Following up on my previous post about people in cyclops masks, the artist (not the photographer) from the Vice story I linked to is Ozawa Dango, and searching on this name was much more fruitful. From here, I figured out the name in Japanese (小沢団子), and that led to even better results. The above image is from the artist’s website, and the same costume appears in the artist’s Twitter avatar; I assume these are of the artist in character.
According to this profile and this interview, at first the artist made paintings where the figures consisted only of heads and legs, such as the example below (source) and the works shown at the GEISAI #12 exhibit in 2009.

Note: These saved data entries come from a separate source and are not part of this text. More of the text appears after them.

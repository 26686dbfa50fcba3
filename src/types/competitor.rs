//! Competitor records and their ranking order.
//!
//! ## Ranking Order
//!
//! Competitors rank by score (highest first). Equal scores fall back to the
//! competitor code in ascending lexicographic order, which makes the order
//! total: two records compare equal only when both score and code match.
//!
//! ```text
//! VER 400  <  HAM 380  <  LEC 380  <  NOR 120
//! ```

use std::cmp::Ordering;

use rust_decimal::Decimal;

/// A competitor (driver) taking part in the season.
///
/// `code` is the identity of the record. `score` is the only field that
/// changes during a season.
///
/// ## Example
///
/// ```
/// use fantasy_ranking::types::CompetitorRecord;
/// use rust_decimal::Decimal;
///
/// let ver = CompetitorRecord::new("VER", "Max Verstappen", "Red Bull", 400, Decimal::from(30));
/// let ham = CompetitorRecord::new("HAM", "Lewis Hamilton", "Ferrari", 380, Decimal::from(25));
///
/// assert!(ver.ranks_before(&ham));
/// ```
#[derive(Debug, Clone, PartialEq, Eq, Default)]
pub struct CompetitorRecord {
    /// Unique short code (e.g. "VER"), used as tiebreak and search key
    pub code: String,

    /// Display name, searchable with spaces removed
    pub name: String,

    /// Group (constructor team) the competitor drives for
    pub group: String,

    /// Season points
    pub score: i64,

    /// Price in millions
    pub price: Decimal,
}

impl CompetitorRecord {
    /// Create a new competitor record
    pub fn new(
        code: impl Into<String>,
        name: impl Into<String>,
        group: impl Into<String>,
        score: i64,
        price: Decimal,
    ) -> Self {
        Self {
            code: code.into(),
            name: name.into(),
            group: group.into(),
            score,
            price,
        }
    }

    /// Compare two records in ranking order (score desc, code asc).
    #[inline]
    pub fn rank_cmp(&self, other: &Self) -> Ordering {
        other
            .score
            .cmp(&self.score)
            .then_with(|| self.code.cmp(&other.code))
    }

    /// True if `self` sorts strictly before `other` in ranking order.
    #[inline]
    pub fn ranks_before(&self, other: &Self) -> bool {
        self.rank_cmp(other) == Ordering::Less
    }

    /// Add race points, returning the new score
    pub fn add_score(&mut self, delta: i64) -> i64 {
        self.score = self.score.saturating_add(delta);
        self.score
    }

    /// Name lowercased with spaces removed, the form stored in the search index
    pub fn search_name(&self) -> String {
        self.name
            .chars()
            .filter(|c| *c != ' ')
            .flat_map(char::to_lowercase)
            .collect()
    }

    /// Code lowercased character by character (spaces kept), matching how
    /// queries are folded while walking the index
    pub fn search_code(&self) -> String {
        self.code.chars().flat_map(char::to_lowercase).collect()
    }
}

#[cfg(test)]
mod tests {
    use super::*;

    fn record(code: &str, score: i64) -> CompetitorRecord {
        CompetitorRecord::new(code, code, "Team", score, Decimal::ZERO)
    }

    #[test]
    fn test_higher_score_ranks_first() {
        assert!(record("NOR", 200).ranks_before(&record("ALO", 100)));
        assert!(!record("ALO", 100).ranks_before(&record("NOR", 200)));
    }

    #[test]
    fn test_code_breaks_ties() {
        let ham = record("HAM", 380);
        let lec = record("LEC", 380);

        assert!(ham.ranks_before(&lec));
        assert!(!lec.ranks_before(&ham));
        assert_eq!(ham.rank_cmp(&lec), Ordering::Less);
    }

    #[test]
    fn test_identical_key_is_not_before() {
        let a = record("VER", 400);
        let b = record("VER", 400);

        assert_eq!(a.rank_cmp(&b), Ordering::Equal);
        assert!(!a.ranks_before(&b));
    }

    #[test]
    fn test_empty_code_still_ordered() {
        assert!(record("", 10).ranks_before(&record("A", 10)));
    }

    #[test]
    fn test_add_score() {
        let mut r = record("PIA", 90);
        assert_eq!(r.add_score(25), 115);
        assert_eq!(r.add_score(-15), 100);
        assert_eq!(r.score, 100);
    }

    #[test]
    fn test_search_forms() {
        let r = CompetitorRecord::new("VER", "Max Verstappen", "Red Bull", 0, Decimal::ZERO);
        assert_eq!(r.search_name(), "maxverstappen");
        assert_eq!(r.search_code(), "ver");
    }

    #[test]
    fn test_search_code_folds_per_character() {
        // A word-final sigma folds to σ here, not ς
        let r = CompetitorRecord::new("ΑΣ", "Alpha Sigma", "Team", 0, Decimal::ZERO);
        assert_eq!(r.search_code(), "ασ");
    }
}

In either 2012 or 2014 (the date is not clear to me) Ozawa started making these masks, and the character is called chimo (or chimo-san, ちもさん, with the honorific). The outfits are custom-made for each client, so the mask I found on Amazon is, I regret to say now, likely a knockoff in the same way that so many other products there are.
Well, it’s just like me to not notice what’s going on until a decade later. But Tumblr’s on the job, and here’s a post from 2014 to prove it!
Since I can’t read Japanese, all this comes by way of Google Translate. So keep in mind that, on top of any errors in interpretation I may have made, machine-translated text can be way off the mark sometimes. Here, the words “Mr. Ozawa” appeared several times in the translations, even though, to my knowledge, no male/female distinction is made in Japanese honorifics. I don't know the artist’s gender.
I’m also learning that which Japanese script you use in a search engine matters. When “tanganmen” is written in katakana as “タンガンメン,” it turns up nothing useful. But when it’s written in kanji as “単眼面,” lots of hits come up.